Task description = Report every line below that has the string "annoid" in it.

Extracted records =
----------------

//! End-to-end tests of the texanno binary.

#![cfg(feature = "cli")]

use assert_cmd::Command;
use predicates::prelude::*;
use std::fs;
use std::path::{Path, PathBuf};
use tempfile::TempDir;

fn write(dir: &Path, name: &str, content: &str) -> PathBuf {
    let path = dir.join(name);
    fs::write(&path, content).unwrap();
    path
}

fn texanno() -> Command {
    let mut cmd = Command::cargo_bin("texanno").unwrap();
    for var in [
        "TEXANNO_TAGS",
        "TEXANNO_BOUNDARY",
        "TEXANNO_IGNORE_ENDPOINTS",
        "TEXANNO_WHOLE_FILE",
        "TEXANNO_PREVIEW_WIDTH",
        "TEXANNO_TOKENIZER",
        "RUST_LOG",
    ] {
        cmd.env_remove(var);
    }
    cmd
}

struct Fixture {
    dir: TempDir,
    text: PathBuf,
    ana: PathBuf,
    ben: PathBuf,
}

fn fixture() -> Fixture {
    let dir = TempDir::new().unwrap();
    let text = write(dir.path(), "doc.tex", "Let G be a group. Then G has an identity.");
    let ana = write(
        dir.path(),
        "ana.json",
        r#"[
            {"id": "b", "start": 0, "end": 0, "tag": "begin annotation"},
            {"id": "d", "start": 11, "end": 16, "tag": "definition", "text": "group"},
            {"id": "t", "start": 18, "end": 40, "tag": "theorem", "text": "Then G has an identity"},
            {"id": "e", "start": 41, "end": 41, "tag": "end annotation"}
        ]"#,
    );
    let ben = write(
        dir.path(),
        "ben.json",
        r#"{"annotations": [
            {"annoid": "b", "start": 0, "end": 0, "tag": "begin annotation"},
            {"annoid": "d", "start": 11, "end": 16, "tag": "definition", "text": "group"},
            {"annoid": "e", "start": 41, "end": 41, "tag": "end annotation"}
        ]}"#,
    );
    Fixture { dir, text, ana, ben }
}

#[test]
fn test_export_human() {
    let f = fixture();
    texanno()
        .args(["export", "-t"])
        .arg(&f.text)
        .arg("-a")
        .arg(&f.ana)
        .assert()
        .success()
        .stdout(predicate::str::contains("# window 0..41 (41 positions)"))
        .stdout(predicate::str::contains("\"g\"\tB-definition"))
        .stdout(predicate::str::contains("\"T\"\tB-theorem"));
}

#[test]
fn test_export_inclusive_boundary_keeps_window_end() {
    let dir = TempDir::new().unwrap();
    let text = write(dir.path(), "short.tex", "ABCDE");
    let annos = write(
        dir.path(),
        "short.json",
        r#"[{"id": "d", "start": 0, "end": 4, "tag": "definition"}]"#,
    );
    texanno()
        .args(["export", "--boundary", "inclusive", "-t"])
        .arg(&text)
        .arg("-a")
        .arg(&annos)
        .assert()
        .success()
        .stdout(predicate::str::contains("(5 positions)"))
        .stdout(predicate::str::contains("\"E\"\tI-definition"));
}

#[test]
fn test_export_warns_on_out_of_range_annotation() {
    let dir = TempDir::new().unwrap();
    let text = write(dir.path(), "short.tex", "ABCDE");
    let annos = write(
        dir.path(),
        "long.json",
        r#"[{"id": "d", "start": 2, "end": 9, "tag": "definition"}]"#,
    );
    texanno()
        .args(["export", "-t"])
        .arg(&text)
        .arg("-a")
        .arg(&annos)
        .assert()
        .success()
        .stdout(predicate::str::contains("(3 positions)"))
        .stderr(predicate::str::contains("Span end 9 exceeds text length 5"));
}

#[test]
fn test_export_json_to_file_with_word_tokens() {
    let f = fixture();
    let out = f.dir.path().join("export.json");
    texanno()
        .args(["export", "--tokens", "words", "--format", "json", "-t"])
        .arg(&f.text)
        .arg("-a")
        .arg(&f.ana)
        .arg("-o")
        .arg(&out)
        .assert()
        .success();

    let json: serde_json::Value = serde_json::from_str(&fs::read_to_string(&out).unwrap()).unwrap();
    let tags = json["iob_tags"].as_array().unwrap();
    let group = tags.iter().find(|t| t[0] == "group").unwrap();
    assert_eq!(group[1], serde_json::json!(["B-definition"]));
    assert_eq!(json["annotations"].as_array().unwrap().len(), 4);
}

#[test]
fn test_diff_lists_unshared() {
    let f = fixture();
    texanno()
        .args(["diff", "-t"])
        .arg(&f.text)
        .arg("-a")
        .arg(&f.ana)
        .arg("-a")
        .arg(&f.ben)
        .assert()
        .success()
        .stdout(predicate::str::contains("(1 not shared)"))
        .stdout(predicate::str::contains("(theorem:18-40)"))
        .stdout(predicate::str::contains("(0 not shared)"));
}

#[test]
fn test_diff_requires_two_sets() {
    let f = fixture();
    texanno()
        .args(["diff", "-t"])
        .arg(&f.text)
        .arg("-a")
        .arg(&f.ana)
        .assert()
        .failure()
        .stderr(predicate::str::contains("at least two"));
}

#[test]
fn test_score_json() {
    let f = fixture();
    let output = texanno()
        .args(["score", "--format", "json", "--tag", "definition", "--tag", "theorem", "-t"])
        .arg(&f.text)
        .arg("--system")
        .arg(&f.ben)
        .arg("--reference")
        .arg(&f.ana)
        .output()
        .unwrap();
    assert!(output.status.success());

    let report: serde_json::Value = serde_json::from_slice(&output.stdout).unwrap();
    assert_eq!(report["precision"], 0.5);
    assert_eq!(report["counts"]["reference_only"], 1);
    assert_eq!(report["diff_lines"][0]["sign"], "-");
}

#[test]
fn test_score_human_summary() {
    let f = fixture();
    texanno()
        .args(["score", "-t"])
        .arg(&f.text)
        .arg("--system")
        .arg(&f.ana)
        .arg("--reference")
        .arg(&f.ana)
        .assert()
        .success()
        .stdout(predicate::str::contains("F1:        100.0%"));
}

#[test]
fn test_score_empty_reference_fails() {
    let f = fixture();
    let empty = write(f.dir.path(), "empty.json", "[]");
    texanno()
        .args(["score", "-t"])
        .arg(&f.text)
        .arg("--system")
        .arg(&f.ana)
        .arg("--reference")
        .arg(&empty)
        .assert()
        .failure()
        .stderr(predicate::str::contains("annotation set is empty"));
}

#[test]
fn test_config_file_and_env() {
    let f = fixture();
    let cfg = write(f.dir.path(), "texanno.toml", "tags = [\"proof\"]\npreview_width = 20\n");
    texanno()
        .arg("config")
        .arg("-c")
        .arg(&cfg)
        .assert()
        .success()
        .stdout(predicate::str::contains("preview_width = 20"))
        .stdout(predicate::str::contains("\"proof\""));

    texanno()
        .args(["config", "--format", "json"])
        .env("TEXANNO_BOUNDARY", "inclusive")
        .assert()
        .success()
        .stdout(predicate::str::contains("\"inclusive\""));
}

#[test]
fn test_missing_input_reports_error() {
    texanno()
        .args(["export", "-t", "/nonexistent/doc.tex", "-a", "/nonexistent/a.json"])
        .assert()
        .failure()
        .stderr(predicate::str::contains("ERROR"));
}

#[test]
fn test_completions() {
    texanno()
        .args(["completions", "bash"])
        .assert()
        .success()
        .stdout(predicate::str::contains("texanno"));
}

----------------

Answer space =
            {"annoid": "b", "start": 0, "end": 0, "tag": "begin annotation"},
            {"annoid": "d", "start": 11, "end": 16, "tag": "definition", "text": "group"},
            {"annoid": "e", "start": 41, "end": 41, "tag": "end annotation"}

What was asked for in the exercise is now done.